Professional Documents
Culture Documents
Abstract
Image segmentation has created important advances in recent years. Recent work construct to a
great extent with respect to Deep Learning techniques that has brought about groundbreaking
enhancement within the accuracy of segmentation. As a result of image segmentations are a mid-
level illustration, they need a potential to create major contribution over the wide field of visual
understanding from image classification and interactive pursuit. Medical image segmentation is a
sub area of image segmentation that has many essential applications inside the prospect of
medical image evaluation and diagnostic. In this paper, distinct strategies of medical image
segmentation could be classified forthwith their sub techniques and sub fields. This paper
presents useful approaches into the field of medical image segmentation using Deep Learning
and attempt to summarize the long term scale of work.
I Introduction
In image segmentation, the images are partitioned into series of non-overlapping regions. These
regions provide the tissues of human with utterly different structures and submit the tissue into
the suitable technique for determining the clinical identification accurately. Automatic
segmentation of medical image is difficult due to the fact of variations in structure such as shape
and size among patients [1]. Moreover, the tissue surrounded by the poor contract will create
troublesome in automated segmentation. Recently, the application of deep learning based
methods provides an effective classification and learning of features from the image directly.

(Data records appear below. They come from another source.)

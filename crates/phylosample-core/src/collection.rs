//! Sequence set — the keyed working collection that every pipeline stage
//! mutates in place.
//!
//! Each stage that removes records replaces the map with a strict subset and
//! reports every removed id through a [`DropLog`].

use crate::dates::DateNormalizer;
use crate::drops::{DropLog, DUPLICATE_STRAIN, MISSING_DATE, MISSING_STRAIN, SUBSAMPLED};
use crate::error::{PipelineError, Result};
use crate::subsample::{self, SubsampleConfig, SubsampleReport};
use crate::types::{SequenceRecord, STRAIN};
use regex::Regex;
use std::collections::{BTreeMap, BTreeSet, HashMap, HashSet};
use std::hash::Hash;
use std::sync::LazyLock;

/// Characters replaced by `_` in header words.
static UNSAFE_NAME_CHARS: LazyLock<Regex> =
    LazyLock::new(|| Regex::new(r"[ ()':]").expect("static regex is valid"));

/// Replace characters that are awkward in strain names with `_`.
pub fn fix_names(name: &str) -> String {
    UNSAFE_NAME_CHARS.replace_all(name, "_").into_owned()
}

/// Mapping from header word index to attribute name.
pub type HeaderFields = BTreeMap<usize, String>;

#[derive(Debug, Clone, Default)]
pub struct SequenceSet {
    segment: String,
    seqs: HashMap<String, SequenceRecord>,
    nstart: usize,
    /// Free-form entries merged into the top level of the output document.
    pub extras: serde_json::Map<String, serde_json::Value>,
}

impl SequenceSet {
    /// Build a set from loaded records, keyed by their current id. A later
    /// record with an id already seen replaces the earlier one.
    pub fn new(
        segment: impl Into<String>,
        records: impl IntoIterator<Item = SequenceRecord>,
    ) -> Self {
        let seqs: HashMap<String, SequenceRecord> =
            records.into_iter().map(|r| (r.id.clone(), r)).collect();
        let segment = segment.into();
        tracing::info!(segment = %segment, n = seqs.len(), "loaded sequences");
        Self {
            segment,
            nstart: seqs.len(),
            seqs,
            extras: serde_json::Map::new(),
        }
    }

    pub fn segment(&self) -> &str {
        &self.segment
    }

    /// Number of records the set started with.
    pub fn nstart(&self) -> usize {
        self.nstart
    }

    pub fn len(&self) -> usize {
        self.seqs.len()
    }

    pub fn is_empty(&self) -> bool {
        self.seqs.is_empty()
    }

    pub fn get(&self, id: &str) -> Option<&SequenceRecord> {
        self.seqs.get(id)
    }

    pub fn contains(&self, id: &str) -> bool {
        self.seqs.contains_key(id)
    }

    pub fn records(&self) -> impl Iterator<Item = &SequenceRecord> {
        self.seqs.values()
    }

    /// Current ids, sorted.
    pub fn ids(&self) -> Vec<&str> {
        let mut ids: Vec<&str> = self.seqs.keys().map(String::as_str).collect();
        ids.sort_unstable();
        ids
    }

    /// Remove gap characters and upper-case every sequence.
    pub fn ungap(&mut self) {
        for record in self.seqs.values_mut() {
            record.seq = record
                .seq
                .chars()
                .filter(|&c| c != '-')
                .map(|c| c.to_ascii_uppercase())
                .collect();
        }
    }

    /// Split each description on `sep` and store the words named in `fields`
    /// as attributes, then re-key the set by strain name.
    ///
    /// Fails before touching any record if `fields` has no `strain` entry.
    /// Words equal to `""` or `"-"` are stored as empty strings. Records left
    /// without a strain, or whose strain is already taken, are dropped.
    pub fn parse_headers(
        &mut self,
        fields: &HeaderFields,
        sep: &str,
        log: &mut dyn DropLog,
    ) -> Result<()> {
        if !fields.values().any(|f| f == STRAIN) {
            return Err(PipelineError::MissingStrainField);
        }

        let mut rekeyed: HashMap<String, SequenceRecord> =
            HashMap::with_capacity(self.seqs.len());
        let mut records: Vec<SequenceRecord> = self.seqs.drain().map(|(_, r)| r).collect();
        records.sort_by(|a, b| a.id.cmp(&b.id));

        for mut record in records {
            let header = record.description.trim_start_matches('>').to_string();
            for (i, word) in header.split(sep).enumerate() {
                let Some(field) = fields.get(&i) else { continue };
                let value = match fix_names(word) {
                    v if v == "-" => String::new(),
                    v => v,
                };
                record.attributes.insert(field.clone(), value);
            }

            let strain = record.attribute(STRAIN).filter(|s| !s.is_empty());
            let Some(strain) = strain.map(str::to_string) else {
                log.drop_record(&record.id, &self.segment, MISSING_STRAIN);
                continue;
            };
            if rekeyed.contains_key(&strain) {
                log.drop_record(&record.id, &self.segment, DUPLICATE_STRAIN);
                continue;
            }
            record.id = strain.clone();
            rekeyed.insert(strain, record);
        }

        self.seqs = rekeyed;
        Ok(())
    }

    /// Normalise every record's date. With `prune`, records left without a
    /// resolved date are dropped as [`MISSING_DATE`]. Records resolved by an
    /// earlier call keep their date.
    pub fn parse_dates(
        &mut self,
        normalizer: &DateNormalizer,
        prune: bool,
        log: &mut dyn DropLog,
    ) {
        for record in self.seqs.values_mut() {
            normalizer.normalize(record);
        }
        if prune {
            self.filter_seqs(MISSING_DATE, |r| r.date.is_resolved(), log);
        }
    }

    /// Keep only the records satisfying `keep`; every removed id is reported
    /// with `reason`.
    pub fn filter_seqs<F>(&mut self, reason: &str, keep: F, log: &mut dyn DropLog)
    where
        F: Fn(&SequenceRecord) -> bool,
    {
        let (kept, dropped): (HashMap<_, _>, HashMap<_, _>) =
            self.seqs.drain().partition(|(_, r)| keep(r));
        self.seqs = kept;

        let mut names: Vec<String> = dropped.into_keys().collect();
        names.sort_unstable();
        for name in names {
            log.drop_record(&name, &self.segment, reason);
        }
    }

    /// Reduce the set with `config`; every removed id is reported as
    /// [`SUBSAMPLED`].
    pub fn subsample<K>(
        &mut self,
        config: &mut SubsampleConfig<K>,
        log: &mut dyn DropLog,
    ) -> SubsampleReport<K>
    where
        K: Hash + Eq + Clone,
    {
        let names_prior: HashSet<String> = self.seqs.keys().cloned().collect();
        // Priorities are drawn in id order.
        let mut records: Vec<SequenceRecord> = self.seqs.drain().map(|(_, r)| r).collect();
        records.sort_by(|a, b| a.id.cmp(&b.id));
        let (kept, report) = subsample::subsample(records, config);
        self.seqs = kept;

        log.notify(&format!(
            "Subsampling segment {}. n={} -> {}",
            self.segment, report.before, report.after
        ));
        let mut names: Vec<&String> = names_prior
            .iter()
            .filter(|name| !self.seqs.contains_key(*name))
            .collect();
        names.sort_unstable();
        for name in names {
            log.drop_record(name, &self.segment, SUBSAMPLED);
        }
        report
    }

    /// Distinct values of `trait_name` across records that carry it.
    pub fn trait_values(&self, trait_name: &str) -> BTreeSet<String> {
        self.seqs
            .values()
            .filter_map(|r| r.attribute(trait_name))
            .map(str::to_string)
            .collect()
    }

    pub(crate) fn seqs(&self) -> &HashMap<String, SequenceRecord> {
        &self.seqs
    }
}

// ---------------------------------------------------------------------------
// Tests
// ---------------------------------------------------------------------------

Particularly, the improvement of Convolutional Neural Network (CNN) has similarly advanced
the progressive in medical image segmentation [2].
A CNN contains more than one Conloluational layers with sub sampling layers. The
convolutional layers build spatial correlation for given input image by constructing a feature map
and sharing the kernel weight for each contribution [3]. The CNNs are effectual due to the
hierarchical feature representation of a given image is learned strictly in data driven method. The
challenges of using CNNs are defined as follows.
1. The CNN does not simplify the formerly unseen objects that are not available in the
training set. In medical image segmentation, the annotations of medical image are high-
prices to gather as both knowledge and it take more time to produce the accurate
information. This restricts the performance of CNNs to segment the specified image for
annotations are not present in the training set [4].
2. The recent research is not adaptive for various test images and requires image specific
learning for dealing the large context variations among various images.
Deep learning is a set of rules in machine learning [5] that automatically analyze the medical
images efficiently for diagnosis the diseases. In recent year, deep learning become popular by
facilitate the higher level of abstraction for providing enhanced prediction from the given data
set. In this paper, the proposed deep learning based medical image segmentation techniques are
compared to identify the challenges for its future research.
The rest of paper is organized as follows. In section II, architecture of Deep learning technique is
described in detail afterwards section III addresses the application of deep learning in medical
field and the pros and cons of each algorithm is discussed in brief. Finally the conclusion is
drawn with suggestion of future research.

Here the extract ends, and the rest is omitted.